The Russian company "Complex Security Technologies" has recently presented a program "Spartan 300" allowing to detect people with deviant behaviour in the crowd.

The system was presented in 2011 as a "programmed complex to detect individuals who may require inspection procedures against them".

The system functions, as follows:

1) a CCTV camera captures the footage in which the system can recognise individual faces;

2) the system then analyses the faces for an "affected psychological or physical condition". A special neuronic net is used which was discovered and elaborated by Prof. Paul Ekman, an American psychologist famous for his research into lying and other deviant behaviour patterns.  

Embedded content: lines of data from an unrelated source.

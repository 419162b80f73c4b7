//! Injectable, deterministic randomness for agents and rollouts.
//!
//! Every random choice an agent or a rollout makes goes through a `GameRng`
//! handed to it at construction, so a test run with a fixed seed replays
//! exactly.
//!
//! ```
//! use rust_santorini::core::GameRng;
//!
//! let mut rng = GameRng::new(42);
//!
//! // Fork an independent stream for one rollout
//! let mut rollout_rng = rng.fork();
//!
//! // Forks are deterministic: same parent seed and fork count, same stream
//! let mut again = GameRng::new(42).fork();
//! assert_eq!(rollout_rng.gen_range_usize(0..100), again.gen_range_usize(0..100));
//! ```

use rand::{Rng, SeedableRng};
use rand_chacha::ChaCha8Rng;
use serde::{Deserialize, Serialize};

/// Seedable ChaCha8 stream with forking.
#[derive(Clone, Debug)]
pub struct GameRng {
    inner: ChaCha8Rng,
    seed: u64,
    fork_counter: u64,
}

impl GameRng {
    /// Create a new RNG with the given seed.
    #[must_use]
    pub fn new(seed: u64) -> Self {
        Self {
            inner: ChaCha8Rng::seed_from_u64(seed),
            seed,
            fork_counter: 0,
        }
    }

    /// Derive an independent child stream.
    ///
    /// Each fork produces a different but deterministic sequence. Rollouts
    /// and sub-agents take forks so they never share a stream.
    #[must_use]
    pub fn fork(&mut self) -> Self {
        self.fork_counter += 1;
        let fork_seed = self
            .seed
            .wrapping_add(self.fork_counter.wrapping_mul(0x9E37_79B9_7F4A_7C15));
        Self::new(fork_seed)
    }

    /// Uniform `usize` in `range`. Panics on an empty range.
    pub fn gen_range_usize(&mut self, range: std::ops::Range<usize>) -> usize {
        self.inner.gen_range(range)
    }

    /// Uniform `i8` in `range`. Panics on an empty range.
    pub fn gen_range_i8(&mut self, range: std::ops::Range<i8>) -> i8 {
        self.inner.gen_range(range)
    }

    /// Shuffle a slice in place.
    pub fn shuffle<T>(&mut self, slice: &mut [T]) {
        use rand::seq::SliceRandom;
        slice.shuffle(&mut self.inner);
    }

    /// Choose a random element from a slice.
    #[must_use]
    pub fn choose<'a, T>(&mut self, slice: &'a [T]) -> Option<&'a T> {
        use rand::seq::SliceRandom;
        slice.choose(&mut self.inner)
    }

    /// Capture the stream position.
    #[must_use]
    pub fn state(&self) -> GameRngState {
        GameRngState {
            seed: self.seed,
            word_pos: self.inner.get_word_pos(),
            fork_counter: self.fork_counter,
        }
    }

    /// Resume a stream captured with `state`.
    #[must_use]
    pub fn from_state(state: &GameRngState) -> Self {
        let mut inner = ChaCha8Rng::seed_from_u64(state.seed);
        inner.set_word_pos(state.word_pos);
        Self {
            inner,
            seed: state.seed,
            fork_counter: state.fork_counter,
        }
    }
}

/// Serializable RNG checkpoint.
#[derive(Clone, Debug, PartialEq, Eq, Serialize, Deserialize)]
pub struct GameRngState {
    /// Original seed
    pub seed: u64,
    /// ChaCha8 word position
    pub word_pos: u128,
    /// Forks taken so far
    pub fork_counter: u64,
}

Prof. Ekman researched and catalogued facial expressions, body movements and speech patterns to which he also assigned meanings. Although he initially studied the facial expressions of the New Guinea tribesmen, he has since proved that there was a universality to human reactions, regardless of temporal or locale characteristics. He subsequently worked with various security organisations in the U.S., particularly teaching them to recognise people "under emotional duress or trying to deceive". His research eventually became the basis of the Fox crime series, "Lie to me", with the British actor Tim Roth as the lead. 

3) Prof. Ekman's findings have been used by the Russian specialists to feed their own neuronic net with data. A person operating the system sees the "normal" faces enframed in green, which "abnormal" faces appear in a red frame. This is regarded as an universal automated control system for passengers. 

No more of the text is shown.